Internazionale

Il «cessate il fuoco» è fallito. Ue indecisa, Erdogan avanza

Il «cessate il fuoco» è fallito. Ue indecisa, Erdogan avanza

Di male in greggio Tra Tripoli e Bengasi impazza la partita del petrolio. Il Sultano reclama il gas e affonda Bruxelles come «coordinatrice di pace»

Pubblicato quasi 5 anni faEdizione del 22 gennaio 2020

I sorrisi e le strette di mano dei leader internazionali riuniti domenica a Berlino per discutere di Libia sono ormai un lontano ricordo. A distanza di tre giorni dal summit, infatti, emergono palesemente tutti i limiti che Berlino aveva provato a nascondere. Innanzitutto la tregua tra il Governo di accordo nazionale (Gna) riconosciuto internazionalmente e l’autoproclamato capo dell’Esercito nazionale libico (Enl), raggiunta su mediazione turca e russa il 12 gennaio, non esiste più: gli scontri, ripresi due giorni fa nella periferia meridionale di Tripoli, non sono più ormai sporadiche violazioni.

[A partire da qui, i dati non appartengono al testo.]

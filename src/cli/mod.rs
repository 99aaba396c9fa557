//! CLI module - Command-line interface for Shiori
//!
//! This module provides a structured CLI using clap for argument parsing.

mod commands;

use clap::{Parser, Subcommand};

use crate::constants::limits::DEFAULT_HISTORY_LIMIT;
use crate::domain::AnimeId;

/// Shiori - Anime watch tracker
/// Detects what you watch and keeps your list up to date
#[derive(Parser)]
#[command(name = "shiori")]
#[command(author, version, about, long_about = None)]
pub struct Cli {
    #[command(subcommand)]
    pub command: Option<Commands>,
}

#[derive(Subcommand)]
pub enum Commands {
    /// Run the detection pipeline, player watcher and loopback server
    #[command(alias = "-d", alias = "--daemon")]
    Daemon,

    /// Parse a filename or window title into title and episode
    #[command(alias = "p")]
    Parse {
        /// Raw title
        #[arg(required = true)]
        raw: Vec<String>,
    },

    /// Show the season number a title refers to
    Season {
        /// Title to inspect
        #[arg(required = true)]
        title: Vec<String>,
    },

    /// Show the franchise timeline containing an anime
    #[command(alias = "t")]
    Timeline {
        /// `AniList` media ID
        id: AnimeId,
    },

    /// Map an absolute episode number onto a season of the franchise
    Resolve {
        /// `AniList` media ID of any season in the franchise
        id: AnimeId,
        /// Absolute (franchise-global) episode number
        absolute: u32,
    },

    /// List library entries
    #[command(alias = "ls", alias = "l")]
    List,

    /// Add an anime to the library
    #[command(alias = "a")]
    Add {
        /// `AniList` media ID
        id: AnimeId,
        /// Initial status
        #[arg(long, default_value = "plan-to-watch")]
        status: String,
    },

    /// Remove an anime from the library (watch history is kept)
    #[command(alias = "rm", alias = "r")]
    Remove {
        /// `AniList` media ID
        id: AnimeId,
    },

    /// Set progress, may move backwards
    Progress {
        /// `AniList` media ID
        id: AnimeId,
        /// Last watched episode
        episode: u32,
    },

    /// Set the watch status of an entry
    Status {
        /// `AniList` media ID
        id: AnimeId,
        /// watching, plan-to-watch, completed, on-hold or dropped
        status: String,
    },

    /// Map a detected title to an anime
    Map {
        /// Title as detected
        raw_title: String,
        /// `AniList` media ID
        id: AnimeId,
    },

    /// Remove a title mapping
    Unmap {
        /// Title as detected
        #[arg(required = true)]
        raw_title: Vec<String>,
    },

    /// List title mappings
    Mappings,

    /// Show recent watch history
    #[command(alias = "h")]
    History {
        /// Number of entries to show
        #[arg(default_value_t = DEFAULT_HISTORY_LIMIT)]
        limit: u64,
    },

    /// Merge a user's remote list into the library
    Import {
        /// `AniList` user name; defaults to the owner of the access token
        user: Option<String>,
    },

    /// Create default config file
    #[command(alias = "--init")]
    Init,
}

pub use commands::*;
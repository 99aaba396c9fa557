use crate::config::Config;
use crate::domain::{AnimeId, WatchStatus};
use crate::services::LibraryService;
use crate::services::reconciler::Reconciliation;

fn report(r: &Reconciliation) {
    println!(
        "✓ {}: {} -> {} ({})",
        r.entry.title,
        r.previous_progress,
        r.entry.display_progress(),
        r.entry.status
    );
    if let Some(clamp) = r.clamp {
        println!(
            "  Note: {} clamped to {} ({:?})",
            clamp.clamped_from, clamp.clamped_to, clamp.reason
        );
    }
}

pub async fn cmd_progress(config: &Config, id: AnimeId, episode: u32) -> anyhow::Result<()> {
    let library = super::open_library(config).await?;
    let result = library.override_progress(id, episode).await?;
    report(&result);
    Ok(())
}

pub async fn cmd_status(config: &Config, id: AnimeId, status: &str) -> anyhow::Result<()> {
    let status: WatchStatus = status.parse()?;
    let library = super::open_library(config).await?;
    let result = library.set_status(id, status).await?;
    report(&result);
    Ok(())
}
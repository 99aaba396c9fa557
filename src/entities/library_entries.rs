use sea_orm::entity::prelude::*;

#[derive(Clone, Debug, PartialEq, Eq, DeriveEntityModel)]
#[sea_orm(table_name = "library_entries")]
pub struct Model {
    #[sea_orm(primary_key, auto_increment = false)]
    pub id: i32,
    pub title: String,
    pub title_english: Option<String>,
    pub title_japanese: Option<String>,
    pub episodes: Option<i32>,
    pub status: String,
    pub progress: i32,
    pub created_at: String,
    pub updated_at: String,
}

#[derive(Copy, Clone, Debug, EnumIter, DeriveRelation)]
pub enum Relation {}

impl ActiveModelBehavior for ActiveModel {}
use sea_orm_migration::prelude::*;

mod m20260101_initial;

pub struct Migrator;

#[async_trait::async_trait]
impl MigratorTrait for Migrator {
    fn migrations() -> Vec<Box<dyn MigrationTrait>> {
        vec![Box::new(m20260101_initial::Migration)]
    }
}
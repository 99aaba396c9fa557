//! Endpoint the browser extension posts playback detections to.
//!
//! The extension only understands `{ok}` / `{ok, error}` replies, so these
//! handlers answer in that shape instead of [`ApiResponse`](super::ApiResponse).

use axum::{Json, body::Bytes, extract::State, http::StatusCode};
use std::sync::Arc;
use tracing::{debug, info, warn};

use super::{AppState, ExtensionAck, ExtensionEvent};
use crate::services::OrchestratorError;

type AckResponse = (StatusCode, Json<ExtensionAck>);

fn reject(status: StatusCode, message: impl Into<String>) -> AckResponse {
    (status, Json(ExtensionAck::error(message)))
}

/// `POST /extension-event`
pub async fn receive_event(State(state): State<Arc<AppState>>, body: Bytes) -> AckResponse {
    let event: ExtensionEvent = match serde_json::from_slice(&body) {
        Ok(event) => event,
        Err(e) => {
            debug!(error = %e, "Rejected malformed extension payload");
            return reject(StatusCode::BAD_REQUEST, "Invalid JSON body");
        }
    };

    let (watched, duration) = (event.watched_seconds, event.duration_seconds);
    let detection = match event.into_detection() {
        Ok(detection) => detection,
        Err(message) => return reject(StatusCode::BAD_REQUEST, message),
    };

    {
        let mut last = state.shared.last_extension_detection.write().await;
        if last
            .as_ref()
            .is_some_and(|l| l.dedupe_key() == detection.dedupe_key())
        {
            debug!(title = %detection.raw_title, "Ignoring repeated extension detection");
            return (StatusCode::OK, Json(ExtensionAck::ok()));
        }
        *last = Some(detection.clone());
    }

    info!(
        event = "extension_detection",
        platform = %detection.platform,
        title = %detection.raw_title,
        overall_episode = detection.overall_episode,
        season_number = detection.season_number,
        season_episode = detection.season_episode,
        watched_seconds = watched,
        duration_seconds = duration,
        "Received extension detection"
    );

    match state.pipeline().submit(detection).await {
        Ok(()) => (StatusCode::OK, Json(ExtensionAck::ok())),
        Err(OrchestratorError::PipelineClosed) => {
            warn!("Extension detection dropped, pipeline is not running");
            // Allow a retry of the same episode once the pipeline is back.
            *state.shared.last_extension_detection.write().await = None;
            reject(
                StatusCode::SERVICE_UNAVAILABLE,
                "Detection pipeline is not running",
            )
        }
        Err(e) => reject(StatusCode::INTERNAL_SERVER_ERROR, e.to_string()),
    }
}

/// `POST /extension-event/clear`: playback stopped, forget the last detection.
pub async fn clear_event(State(state): State<Arc<AppState>>) -> Json<ExtensionAck> {
    state.shared.last_extension_detection.write().await.take();
    Json(ExtensionAck::ok())
}
use crate::api::AppState;
use axum::{
    extract::{MatchedPath, Request, State},
    middleware::Next,
    response::{IntoResponse, Response},
};
use std::sync::Arc;
use std::time::Instant;
use tracing::{Instrument, debug, info_span};
use uuid::Uuid;

pub async fn get_metrics(State(state): State<Arc<AppState>>) -> impl IntoResponse {
    state.prometheus_handle.as_ref().map_or_else(
        || "Metrics not enabled or failed to initialize".to_string(),
        metrics_exporter_prometheus::PrometheusHandle::render,
    )
}

pub async fn track_metrics(req: Request, next: Next) -> Response {
    let start = Instant::now();
    let request_id = Uuid::new_v4().to_string();

    let method = req.method().to_string();
    let uri = req.uri().path().to_string();

    // Route template keeps label cardinality bounded.
    let matched_path = req
        .extensions()
        .get::<MatchedPath>()
        .map(|mp| mp.as_str().to_string());

    let span = info_span!(
        "request",
        request_id = %request_id,
        method = %method,
        path = %uri,
        route = matched_path.clone(),
    );

    async move {
        let response = next.run(req).await;

        let duration_ms = u64::try_from(start.elapsed().as_millis()).unwrap_or(u64::MAX);
        let status = response.status().as_u16();

        let outcome = if status >= 500 {
            "error"
        } else if status >= 400 {
            "client_error"
        } else {
            "success"
        };

        let labels = [
            ("method", method),
            ("path", matched_path.unwrap_or(uri)),
            ("status", status.to_string()),
        ];

        metrics::counter!("http_requests_total", &labels).increment(1);
        metrics::histogram!("http_request_duration_seconds", &labels)
            .record(start.elapsed().as_secs_f64());

        debug!(
            event = "http_request_finished",
            duration_ms,
            status_code = status,
            outcome = %outcome,
            "Request finished"
        );

        response
    }
    .instrument(span)
    .await
}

Raggiunto dal quotidiano saudita al-Sharq al-Awsat, un ufficiale dell’Enl è stato chiaro: «Il cessate il fuoco è ufficiosamente crollato». Notizie che non devono sorprendere: i due nemici, al-Sarraj e Haftar, pur presenti a Berlino, si erano premurati di non incontrarsi mai di persona né avevano partecipato ai lavori che sono stati più un tentativo europeo (per il momento fallimentare) per togliere il dossier libico dalle mani di russi e turchi.

L’OSTILITÀ TRA GNA E ENL è profonda: sugli schermi di al-Jazeera, al-Sarraj ha ieri accusato il suo rivale di non volere la pace e di non essere «un partner affidabile». Non solo perché ha lanciato un’offensiva contro il suo governo lo scorso aprile, ma anche perché da giorni ha imposto un blocco sui giacimenti petroliferi.

LA PARTITA DEL PETROLIO tra Tripoli e Bengasi si fa sempre più tesa: ieri la compagnia petrolifera libica Noc, che ha dichiarato pochi giorni fa lo «stato di force majeure» vista la sua incapacità di operare, ha detto che non invierà spedizioni di gas da cucina nella città di Bengasi «a causa della sospensione delle esportazioni di greggio».

Una decisione che è stata letta immediatamente in Cirenaica come «atto di ritorsione e una punizione collettiva per i residenti della città». E se l’Italia ha espresso ieri la sua «forte preoccupazione» per le sospensioni delle attività petrolifere, la Francia, sponsor di Haftar, starebbe invece lavorando per bloccare un possibile comunicato di condanna del generale cirenaico da parte delle potenze occidentali. L’unità dell’Europa millantata a Berlino si è sciolta come neve al sole.

Nel vuoto europeo, riempito solo da proclami, avanza sempre di più il presidente turco Erdogan. La Turchia, schierata con Haftar e che in Libia ha inviato sicuramente consiglieri, addestratori militari e «ribelli» siriani, si sente (non a torto) sempre più protagonista della scena libica e reclama perciò la sua fetta (soprattutto di gas). Il Sultano è stato chiaro quando ha detto ieri che «visto il coinvolgimento dell’Onu, non è corretto che l’Unione europea (Ue) intervenga come coordinatore del processo di pace in Libia».

UNA PALESE frecciatina verso chi, in Europa (Italia in testa), crede di poter «recuperare il terreno perduto» nel Paese nordafricano gestendo il post-Berlino secondo i suoi interessi.

Più cauto per ora si mostra l’Alto rappresentante dell’Ue Borrell che dovrebbe presentare al prossimo consiglio degli Affari esteri di febbraio una proposta per una missione europea di salvaguardia del cessate il fuoco sotto l’egida dell’Onu.

L’Europa, inoltre, pare ancora non avere una posizione chiara sull’invio o meno di una forza di pace per monitorare la tregua. Se il ministro degli Esteri Di Maio e il premier Conte candidano da settimane l’Italia ad avere un ruolo guida in quest’ambito, contrarietà vengono espresse da più parti. Innanzitutto dell’inviato speciale dell’Onu per la Libia, Ghassan Salamah, secondo cui «in Libia non vi è alcun consenso su truppe straniere», ma anche dalla cancelliera Merkel per la quale «non si dovrebbe discutere del passo successivo prima ancora di compiere il primo».

NEL CAOS LIBICO a sorridere è solo l’Algeria del neo-presidente Tebboune che, grazie al ruolo di «mediatore» in Libia attribuitogli dagli europei (Italia in primis), è riuscita a legittimarsi internazionalmente. Una beffa amara per milioni di algerini che chiedono da febbraio la caduta del regime di Bouteflika (di cui Tebboune è parte) e «giustizia sociale». Algeri, galvanizzata dai consensi ricevuti, si è offerta ieri di ospitare un «dialogo» tra tutte le parti libiche. Ufficialmente per favorire i negoziati nel paese «fratello» confinante.